Ketchikan continued to offer excursions throughout 2020, even without the cruise ship traffic.
“While we don’t currently have a lot of larger operators who really depend on the volume industry, most of our businesses are offering tours of some kind, maybe just not all day, every day,” said Mackey.
“Going into this summer and thinking it was going to be independent travel, we actually put a tour excursion page on our calendar on our website. Cruise passengers typically purchase from those ships, and that will be available. I encourage people to do a little extra homework to make sure the things they want to do are actually in operation.”
According to Visit Ketchikan, visitors entering Alaska from another state or country are requested to submit a travel declaration through the Alaska Traveler Portal, and any person currently positive for COVID-19 cannot travel to Alaska until they have been released from isolation or cleared for travel by a medical provider or public health agency.
While no longer required, travelers arriving in Alaska from outside the state should consider having a pre-travel molecular-based test for SARS-CoV2. Travelers should submit negative test results from a test taken within 72 hours of departure into the Alaska Travel Portal or have proof of a negative test available to show screeners at the airport upon arrival.

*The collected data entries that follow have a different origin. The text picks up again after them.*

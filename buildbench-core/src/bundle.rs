//! Bundle Analysis
//!
//! Reads a build tool's own description of what it emitted and sizes each
//! emitted file. Two artifact shapes are understood:
//!
//! - **Manifest** (Vite style): `{ "<entry>": { "file": "...", "css": [..], "assets": [..] } }`.
//!   Files are resolved against the output directory and sized from disk.
//! - **Stats dump** (Webpack style): `{ "assets": [{ "name": "...", "size": 123 }], "time": 456 }`.
//!   Sizes are taken from the dump.
//!
//! HTML entry files are excluded so the comparison covers JS/CSS/asset weight.
//! Missing or unreadable artifacts yield an empty analysis rather than an error,
//! since the build may have failed upstream.

use serde::{Deserialize, Serialize};
use std::collections::{BTreeMap, BTreeSet};
use std::path::{Path, PathBuf};
use tracing::{debug, warn};
use walkdir::WalkDir;

/// Where a build tool describes its output
#[derive(Debug, Clone, PartialEq, Eq, Default, Serialize, Deserialize)]
#[serde(tag = "kind", rename_all = "kebab-case")]
pub enum ArtifactSource {
    /// Entry → emitted file mapping
    Manifest {
        /// Manifest file location
        path: PathBuf,
    },
    /// List of emitted assets with sizes
    StatsDump {
        /// Stats file location
        path: PathBuf,
    },
    /// No artifact; chunk analysis is skipped
    #[default]
    #[serde(rename = "none")]
    Disabled,
}

/// One emitted output file
#[derive(Debug, Clone, PartialEq, Eq, Serialize, Deserialize)]
pub struct ChunkInfo {
    /// Size of the emitted file
    pub size_bytes: u64,
    /// Extension without the dot (`js`, `css`, ...), empty when absent
    pub file_extension: String,
}

/// Emitted files keyed by output file name
#[derive(Debug, Clone, Default, PartialEq, Eq, Serialize, Deserialize)]
pub struct BundleAnalysis {
    /// Emitted files, HTML excluded
    pub chunks: BTreeMap<String, ChunkInfo>,
    /// Build time the tool itself reported, when its artifact carries one
    pub tool_reported_time_ms: Option<u64>,
}

impl BundleAnalysis {
    /// Sum of all chunk sizes
    pub fn total_bytes(&self) -> u64 {
        self.chunks.values().map(|c| c.size_bytes).sum()
    }
}

/// Chunk bytes grouped by file extension
pub fn bytes_by_extension<'a>(chunks: impl IntoIterator<Item = &'a ChunkInfo>) -> BTreeMap<String, u64> {
    let mut totals = BTreeMap::new();
    for chunk in chunks {
        *totals.entry(chunk.file_extension.clone()).or_default() += chunk.size_bytes;
    }
    totals
}

#[derive(Debug, Deserialize)]
struct ManifestEntry {
    file: Option<String>,
    #[serde(default)]
    css: Vec<String>,
    #[serde(default)]
    assets: Vec<String>,
}

#[derive(Debug, Deserialize)]
struct StatsDump {
    #[serde(default)]
    assets: Vec<StatsAsset>,
    time: Option<u64>,
}

#[derive(Debug, Deserialize)]
struct StatsAsset {
    name: String,
    size: u64,
}

fn file_extension(name: &str) -> String {
    Path::new(name)
        .extension()
        .and_then(|e| e.to_str())
        .unwrap_or_default()
        .to_string()
}

fn is_html(name: &str) -> bool {
    let ext = file_extension(name);
    ext.eq_ignore_ascii_case("html") || ext.eq_ignore_ascii_case("htm")
}

/// Reads one tool's output artifact
#[derive(Debug, Clone, PartialEq, Eq)]
pub struct BundleAnalyzer {
    source: ArtifactSource,
    output_dir: PathBuf,
}

impl BundleAnalyzer {
    /// `output_dir` is where manifest references are resolved
    pub fn new(source: ArtifactSource, output_dir: impl Into<PathBuf>) -> Self {
        Self {
            source,
            output_dir: output_dir.into(),
        }
    }

    /// Analyze the artifact. Never fails; problems are logged and produce an
    /// empty (or partial) analysis.
    pub fn analyze(&self) -> BundleAnalysis {
        match &self.source {
            ArtifactSource::Manifest { path } => self.analyze_manifest(path),
            ArtifactSource::StatsDump { path } => Self::analyze_stats_dump(path),
            ArtifactSource::Disabled => BundleAnalysis::default(),
        }
    }

    fn read_artifact<T: serde::de::DeserializeOwned>(path: &Path) -> Option<T> {
        let content = match std::fs::read_to_string(path) {
            Ok(content) => content,
            Err(e) => {
                warn!(path = %path.display(), error = %e, "Build artifact missing, skipping chunk analysis");
                return None;
            }
        };
        match serde_json::from_str(&content) {
            Ok(parsed) => Some(parsed),
            Err(e) => {
                warn!(path = %path.display(), error = %e, "Build artifact unreadable, skipping chunk analysis");
                None
            }
        }
    }

    fn analyze_manifest(&self, path: &Path) -> BundleAnalysis {
        let Some(manifest) = Self::read_artifact::<BTreeMap<String, ManifestEntry>>(path) else {
            return BundleAnalysis::default();
        };

        let referenced: BTreeSet<String> = manifest
            .into_values()
            .flat_map(|entry| entry.file.into_iter().chain(entry.css).chain(entry.assets))
            .collect();

        let mut analysis = BundleAnalysis::default();
        for name in referenced {
            if is_html(&name) {
                continue;
            }
            let file_path = self.output_dir.join(&name);
            match std::fs::metadata(&file_path) {
                Ok(meta) if meta.is_file() => {
                    analysis.chunks.insert(
                        name.clone(),
                        ChunkInfo {
                            size_bytes: meta.len(),
                            file_extension: file_extension(&name),
                        },
                    );
                }
                _ => warn!(file = %file_path.display(), "Manifest references a missing file, skipping"),
            }
        }

        debug!(chunks = analysis.chunks.len(), "Manifest analyzed");
        analysis
    }

    fn analyze_stats_dump(path: &Path) -> BundleAnalysis {
        let Some(stats) = Self::read_artifact::<StatsDump>(path) else {
            return BundleAnalysis::default();
        };

        let chunks = stats
            .assets
            .into_iter()
            .filter(|asset| !is_html(&asset.name))
            .map(|asset| {
                let info = ChunkInfo {
                    size_bytes: asset.size,
                    file_extension: file_extension(&asset.name),
                };
                (asset.name, info)
            })
            .collect::<BTreeMap<_, _>>();

        debug!(chunks = chunks.len(), "Stats dump analyzed");
        BundleAnalysis {
            chunks,
            tool_reported_time_ms: stats.time,
        }
    }
}

/// Total size of the visible files in an output directory.
///
/// Hidden entries (such as a tool's `.vite/` metadata folder) are not part of
/// the shipped bundle and are skipped. A missing directory has size zero.
pub fn dist_size(dir: &Path) -> u64 {
    if !dir.exists() {
        return 0;
    }
    WalkDir::new(dir)
        .into_iter()
        .filter_entry(|e| {
            e.depth() == 0 || !e.file_name().to_str().is_some_and(|n| n.starts_with('.'))
        })
        .filter_map(|e| e.ok())
        .filter(|e| e.file_type().is_file())
        .filter_map(|e| e.metadata().ok())
        .map(|m| m.len())
        .sum()
}

#[cfg(test)]
mod tests {
    use super::*;
    use std::fs;

    fn write(dir: &Path, name: &str, bytes: usize) {
        let path = dir.join(name);
        fs::create_dir_all(path.parent().unwrap()).unwrap();
        fs::write(path, vec![b'x'; bytes]).unwrap();
    }

    #[test]
    fn test_manifest_sizes_from_disk() {
        let dist = tempfile::tempdir().unwrap();
        write(dist.path(), "assets/index-abc.js", 1200);
        write(dist.path(), "assets/vue-vendor-def.js", 5000);
        write(dist.path(), "assets/index-abc.css", 300);
        write(dist.path(), "assets/logo.png", 42);
        fs::create_dir_all(dist.path().join(".vite")).unwrap();
        fs::write(
            dist.path().join(".vite/manifest.json"),
            r#"{
                "index.html": {"file": "assets/index-abc.js", "css": ["assets/index-abc.css"], "assets": ["assets/logo.png"], "isEntry": true},
                "_vue-vendor.js": {"file": "assets/vue-vendor-def.js"}
            }"#,
        )
        .unwrap();

        let analyzer = BundleAnalyzer::new(
            ArtifactSource::Manifest {
                path: dist.path().join(".vite/manifest.json"),
            },
            dist.path(),
        );
        let analysis = analyzer.analyze();

        assert_eq!(analysis.chunks.len(), 4);
        assert_eq!(analysis.chunks["assets/index-abc.js"].size_bytes, 1200);
        assert_eq!(analysis.chunks["assets/index-abc.css"].file_extension, "css");
        assert_eq!(analysis.total_bytes(), 6542);
        assert_eq!(analysis.tool_reported_time_ms, None);
    }

    #[test]
    fn test_manifest_missing_file_is_skipped() {
        let dist = tempfile::tempdir().unwrap();
        write(dist.path(), "assets/present.js", 10);
        fs::write(
            dist.path().join("manifest.json"),
            r#"{"a": {"file": "assets/present.js"}, "b": {"file": "assets/removed.js"}}"#,
        )
        .unwrap();

        let analysis = BundleAnalyzer::new(
            ArtifactSource::Manifest {
                path: dist.path().join("manifest.json"),
            },
            dist.path(),
        )
        .analyze();

        assert_eq!(analysis.chunks.len(), 1);
        assert!(analysis.chunks.contains_key("assets/present.js"));
    }

    #[test]
    fn test_manifest_excludes_html() {
        let dist = tempfile::tempdir().unwrap();
        write(dist.path(), "index.html", 10);
        write(dist.path(), "app.js", 20);
        fs::write(
            dist.path().join("manifest.json"),
            r#"{"index.html": {"file": "index.html"}, "main": {"file": "app.js"}}"#,
        )
        .unwrap();

        let analysis = BundleAnalyzer::new(
            ArtifactSource::Manifest {
                path: dist.path().join("manifest.json"),
            },
            dist.path(),
        )
        .analyze();
        assert_eq!(analysis.chunks.keys().collect::<Vec<_>>(), vec!["app.js"]);
    }

    #[test]
    fn test_stats_dump() {
        let dir = tempfile::tempdir().unwrap();
        fs::write(
            dir.path().join("stats.json"),
            r#"{
                "time": 2345,
                "assets": [
                    {"name": "main.1a2b.js", "size": 1000},
                    {"name": "vue-vendor.3c4d.js", "size": 4000},
                    {"name": "index.html", "size": 500}
                ]
            }"#,
        )
        .unwrap();

        let analysis = BundleAnalyzer::new(
            ArtifactSource::StatsDump {
                path: dir.path().join("stats.json"),
            },
            dir.path().join("dist"),
        )
        .analyze();

        assert_eq!(analysis.chunks.len(), 2);
        assert_eq!(analysis.total_bytes(), 5000);
        assert_eq!(analysis.tool_reported_time_ms, Some(2345));
        assert_eq!(bytes_by_extension(analysis.chunks.values())["js"], 5000);
    }

    #[test]
    fn test_missing_artifact_is_empty() {
        for source in [
            ArtifactSource::Manifest {
                path: "/nonexistent/manifest.json".into(),
            },
            ArtifactSource::StatsDump {
                path: "/nonexistent/stats.json".into(),
            },
            ArtifactSource::Disabled,
        ] {
            let analysis = BundleAnalyzer::new(source, "/nonexistent").analyze();
            assert!(analysis.chunks.is_empty());
        }
    }

    #[test]
    fn test_malformed_artifact_is_empty() {
        let dir = tempfile::tempdir().unwrap();
        fs::write(dir.path().join("stats.json"), "{ not json").unwrap();
        let analysis = BundleAnalyzer::new(
            ArtifactSource::StatsDump {
                path: dir.path().join("stats.json"),
            },
            dir.path(),
        )
        .analyze();
        assert_eq!(analysis, BundleAnalysis::default());
    }

    #[test]
    fn test_dist_size_skips_hidden() {
        let dist = tempfile::tempdir().unwrap();
        write(dist.path(), "index.html", 100);
        write(dist.path(), "assets/app.js", 900);
        write(dist.path(), ".vite/manifest.json", 5000);

        assert_eq!(dist_size(dist.path()), 1000);
        assert_eq!(dist_size(&dist.path().join("missing")), 0);
    }

    #[test]
    fn test_artifact_source_serde() {
        let source: ArtifactSource =
            serde_json::from_str(r#"{"kind": "stats-dump", "path": "stats.json"}"#).unwrap();
        assert_eq!(
            source,
            ArtifactSource::StatsDump {
                path: "stats.json".into()
            }
        );
        let none: ArtifactSource = serde_json::from_str(r#"{"kind": "none"}"#).unwrap();
        assert_eq!(none, ArtifactSource::Disabled);
    }
}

“All of the visitor bureaus have COVID information pages. For example, the state has created a visitor app where they can upload either their negative test results or share their vaccination record with us,” said Mackey. “But Alaska has stepped back from requiring testing.”
Most of the port cities also have COVID safety measures in place. Skagway, for instance, has a high vaccination rate with more than 700 full vaccinations administered to its average population of 1,000 people.
“We are COVID-conscious in Skagway. Many businesses are signing on to our Safe Skagway Pledge, committing to sanitation measures for their businesses and other best practices to keep their employees and guests safe,” said Jennings. “Look for the symbol on display in participating businesses.”
Although the cruise traffic won’t return to pre-COVID numbers this year, even a limited season is good news for travelers.
“With fewer cruise ship ports of call in Skagway, we will be seeing far fewer visitors than we traditionally do, so this will give folks a rare opportunity to explore our historic downtown, our trails, and everything in between in a very personal way,” said Jennings.
“It’s important for visitors to know that we are excited to host them in our communities and both city and borough officials and excursion partners are working closely with the cruise lines to ensure we have a healthy and safe operating season. We will be ready!” said Hagan.